U.S. Credit Card Charge-offs, Delinquencies Keep Falling

U.S. Credit Card Charge-offs, Delinquencies Keep Falling


U.S. credit card charge-offs resumed their fall in August, following an uptick the month before, according to the latest data released by Moody’s. All but one (American Express) of the six largest U.S. card issuers posted lower default rates for the month and the ratings agency expects that rate to keep falling through the rest of the year.


The headline delinquency rate continued its free fall, setting yet another record-low in the process, the sixth one in as many months, we learn. The early-stage component of the delinquency rate has been virtually unchanged for the past five months, hovering in the 0.65 percent – 0.67 percent range, the lower end of which, reached in May and June, was an all-time low.


The monthly payment rate (MPR) also set a record in August and has now remained above the 22-percent threshold for four consecutive months. What is more, it seems that the MPR has still some room to rise. Let’s take a closer look at the numbers.

Credit Card Charge-offs down to 4.19%


U.S. Credit Card Charge-offs, Delinquencies Keep FallingCredit card charge-offs fell in August, by 37 basis points, according to Moody’s. The drop was primarily caused by a sharp 97 basis point decline in JPMorgan Chase’s charge-off rate, we learn. The current level — 4.19 percent — is lower by 1.83 percent than the August 2011 rate of 6.02 percent, a decline of 30.4 percent for the year.

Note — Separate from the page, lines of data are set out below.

use std::io;

use anyhow::Result;
use crossterm::cursor;
use crossterm::event::DisableBracketedPaste;
use crossterm::event::DisableMouseCapture;
use crossterm::event::EnableBracketedPaste;
use crossterm::event::EnableMouseCapture;
use crossterm::terminal::disable_raw_mode;
use crossterm::terminal::enable_raw_mode;
use crossterm::terminal::EnterAlternateScreen;
use crossterm::terminal::LeaveAlternateScreen;
use ratatui::backend::CrosstermBackend;
use ratatui::prelude::*;
use ratatui::widgets::Block;
use ratatui::widgets::BorderType;
use ratatui::widgets::Borders;
use ratatui::widgets::Padding;
use ratatui::widgets::Paragraph;
use ratatui::widgets::Scrollbar;
use ratatui::widgets::ScrollbarOrientation;
use ratatui::widgets::Wrap;
use ratatui::Terminal;
use tokio::sync::mpsc;

use crate::configuration::Config;
use crate::configuration::ConfigKey;
use crate::domain::models::Action;
use crate::domain::models::ApiBox;
use crate::domain::models::Event;
use crate::domain::models::Loading;
use crate::domain::models::Notice;
use crate::domain::models::NoticeKind;
use crate::domain::services::events::EventsService;
use crate::domain::services::AppState;

const FEATURES: [&str; 6] = [
    "Appointment Scheduling",
    "Clinical Consultation Chat",
    "Symptom Image Analysis",
    "Report Understanding",
    "Prescription Generation",
    "Medical Records Search",
];

fn centered(rect: Rect, width: u16, height: u16) -> Rect {
    let width = width.min(rect.width);
    let height = height.min(rect.height);

    return Rect {
        x: rect.x + (rect.width - width) / 2,
        y: rect.y + (rect.height - height) / 3,
        width,
        height,
    };
}

fn render_header<B: Backend>(frame: &mut Frame<B>, rect: Rect) {
    let lines = vec![
        Line::from(Span::styled(
            "MediSense-AI",
            Style::default()
                .fg(Color::Cyan)
                .add_modifier(Modifier::BOLD),
        )),
        Line::from(Span::styled(
            "Enterprise Clinical AI Multi-Agent Assistant",
            Style::default().fg(Color::DarkGray),
        )),
    ];

    frame.render_widget(
        Paragraph::new(lines).alignment(Alignment::Center),
        rect,
    );
}

fn render_notice<B: Backend>(frame: &mut Frame<B>, rect: Rect, notice: &Option<Notice>) {
    let Some(notice) = notice else {
        return;
    };

    let color = match notice.kind {
        NoticeKind::Info => Color::Yellow,
        NoticeKind::Success => Color::Green,
        NoticeKind::Error => Color::Red,
    };

    frame.render_widget(
        Paragraph::new(notice.text.to_string())
            .style(Style::default().fg(color))
            .alignment(Alignment::Center),
        rect,
    );
}

fn styled_line(line: String) -> Line<'static> {
    for (label, color) in [
        ("Agent:", Color::Cyan),
        ("Response:", Color::Cyan),
        ("Confidence:", Color::Cyan),
        ("Error:", Color::Red),
    ] {
        if let Some(rest) = line.strip_prefix(label) {
            return Line::from(vec![
                Span::styled(
                    label.to_string(),
                    Style::default().fg(color).add_modifier(Modifier::BOLD),
                ),
                Span::raw(rest.to_string()),
            ]);
        }
    }

    return Line::from(line);
}

fn render_panel<B: Backend>(frame: &mut Frame<B>, rect: Rect, app_state: &mut AppState) {
    let block = Block::default()
        .borders(Borders::ALL)
        .border_type(BorderType::Rounded)
        .title("Response")
        .padding(Padding::new(1, 1, 0, 0));

    let inner = block.inner(rect);
    if inner.width != app_state.last_known_width || inner.height != app_state.last_known_height
    {
        app_state.set_rect(inner);
    }

    let lines = app_state.panel_lines();
    let paragraph = if lines.is_empty() {
        Paragraph::new("Responses from the assistant appear here.")
            .style(Style::default().fg(Color::DarkGray))
    } else {
        Paragraph::new(lines.into_iter().map(styled_line).collect::<Vec<Line>>())
            .wrap(Wrap { trim: false })
            .scroll((app_state.scroll.position, 0))
    };

    frame.render_widget(paragraph.block(block), rect);
    frame.render_stateful_widget(
        Scrollbar::new(ScrollbarOrientation::VerticalRight),
        rect.inner(&Margin {
            vertical: 1,
            horizontal: 0,
        }),
        &mut app_state.scroll.scrollbar_state,
    );
}

fn render_features<B: Backend>(frame: &mut Frame<B>, rect: Rect) {
    let lines = FEATURES
        .iter()
        .map(|feature| return Line::from(format!("- {feature}")))
        .collect::<Vec<Line>>();

    frame.render_widget(
        Paragraph::new(lines).block(
            Block::default()
                .borders(Borders::ALL)
                .border_type(BorderType::Rounded)
                .title("Features")
                .padding(Padding::new(1, 1, 0, 0)),
        ),
        rect,
    );
}

fn render<B: Backend>(frame: &mut Frame<B>, app_state: &mut AppState, loading: &Loading) {
    let layout = Layout::default()
        .direction(Direction::Vertical)
        .constraints(vec![
            Constraint::Length(2),
            Constraint::Length(1),
            Constraint::Min(1),
        ])
        .split(frame.size());

    render_header(frame, layout[0]);
    render_notice(frame, layout[1], &app_state.notice);

    if !app_state.is_logged_in() {
        app_state
            .login_form
            .render(frame, centered(layout[2], 60, 10), app_state.loading);
        return;
    }

    let body = Layout::default()
        .direction(Direction::Horizontal)
        .constraints(vec![Constraint::Min(1), Constraint::Length(34)])
        .split(layout[2]);
    let chat = Layout::default()
        .direction(Direction::Vertical)
        .constraints(vec![Constraint::Min(1), Constraint::Max(4)])
        .split(body[0]);

    render_panel(frame, chat[0], app_state);
    if app_state.loading {
        loading.render(frame, chat[1]);
    } else {
        frame.render_widget(app_state.query.widget(), chat[1]);
    }
    render_features(frame, body[1]);
}

async fn start_loop<B: Backend>(
    terminal: &mut Terminal<B>,
    app_state: &mut AppState<'_>,
    tx: mpsc::UnboundedSender<Action>,
    rx: mpsc::UnboundedReceiver<Event>,
) -> Result<()> {
    let loading = Loading::default();
    let mut events = EventsService::new(rx);

    loop {
        terminal.draw(|frame| {
            render(frame, app_state, &loading);
        })?;

        let event = events.next().await?;
        if app_state.handle_event(event, &tx)? {
            break;
        }
    }

    return Ok(());
}

async fn check_api(api: &ApiBox, app_state: &mut AppState<'_>) {
    if let Err(err) = api.health_check().await {
        tracing::warn!(error = ?err, "Backend health check failed");
        app_state.notice = Some(Notice::error(&format!(
            "Unable to reach the MediSense-AI backend at {}. Requests will fail until it is running.",
            Config::get(ConfigKey::ApiURL)
        )));
    }
}

pub fn destruct_terminal_for_panic() {
    let _ = disable_raw_mode();
    let _ = crossterm::execute!(
        io::stdout(),
        LeaveAlternateScreen,
        DisableMouseCapture,
        DisableBracketedPaste
    );
    let _ = crossterm::execute!(io::stdout(), cursor::Show);
}

pub async fn start(
    api: ApiBox,
    tx: mpsc::UnboundedSender<Action>,
    rx: mpsc::UnboundedReceiver<Event>,
) -> Result<()> {
    let mut app_state = AppState::new(&Config::get(ConfigKey::Email));
    check_api(&api, &mut app_state).await;

    let stdout = io::stdout();
    let mut stdout = stdout.lock();

    enable_raw_mode()?;
    crossterm::execute!(
        stdout,
        EnterAlternateScreen,
        EnableMouseCapture,
        EnableBracketedPaste
    )?;
    let term_backend = CrosstermBackend::new(stdout);
    let mut terminal = Terminal::new(term_backend)?;

    start_loop(&mut terminal, &mut app_state, tx, rx).await?;

    disable_raw_mode()?;
    crossterm::execute!(
        terminal.backend_mut(),
        LeaveAlternateScreen,
        DisableMouseCapture,
        DisableBracketedPaste
    )?;
    terminal.show_cursor()?;

    return Ok(());
}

The charge-off (also called write-off or default) rate is measured as a ratio of all individual credit card accounts with past due balances that an issuer no longer expect to be repaid by their cardholders, in relation to the total number of open accounts in the issuer’s portfolio. Charged-off accounts are written off of the lender’s books as losses, typically at 180 days after the last payment on the account has been received.

Credit Card Delinquencies down to 2.32% – an All-Time Low


U.S. Credit Card Charge-offs, Delinquencies Keep FallingThe late payment rate fell by four basis points in August to 2.32 percent. This is the lowest level ever measured by Moody’s since the ratings agency began tracking the indicator more than 20 years ago. It is also the ninth month in a row in which the delinquency rate has remained below the three-percent level, which had never been reached before.


Moody’s headline delinquency rate is measured as a ratio of the credit card accounts on which payments are overdue by 30 days or more, in relation to the total number of active accounts. The agency also keeps track of an “early-stage delinquency rate” for payments that are past due by 30 – 59 days. This rate was virtually unchanged in August, rising by a single basis point to 0.67 percent.


We don’t know with certainty whether the early-stage delinquencies have bottomed out, but we do know that they are very close to the absolute bottom and perhaps right at the real-world limit. In any event, the mid- and late-stage delinquencies and, by extension, the charge-off rate, will keep falling for some time to come, so we should break some more records in the coming months.

The Takeaway


As regular readers know, my favorite credit card indicator over the past couple of years has been the monthly payment rate (MPR), because it is a great early guide to the future trajectory of both the delinquency and charge-off rates. The MPR is measured as a ratio of the amount of credit card debt which American cardholders are repaying at the end of each month, in relation to the total outstanding principal balance. In August, the MPR rose by 0.34 percent from July’s level, to 22.71 percent, an all-time high. For a perspective, historically the MPR has hovered in the mid-teens, which tells you just how much higher credit card debt repayment has now climbed on Americans’ financial priority list. Or, looked at from a different angle, the latest data shows just how strong U.S. issuers’ portfolios are today. As Jeffrey Hibbs, a Moody’s Assistant Vice President and Analyst, puts it:

Historically low delinquencies and high payment rates underscore the exceptionally strong credit quality of securitized credit card receivables today. Issuers charged off the accounts of weaker cardholders at record levels during the recession, and originators have added few receivables from new accounts to securitizations.


Small wonder then that U.S. issuers have been able to sell $21 billion of bonds backed by credit card receivables so far this year, up from $4.8 billion last year.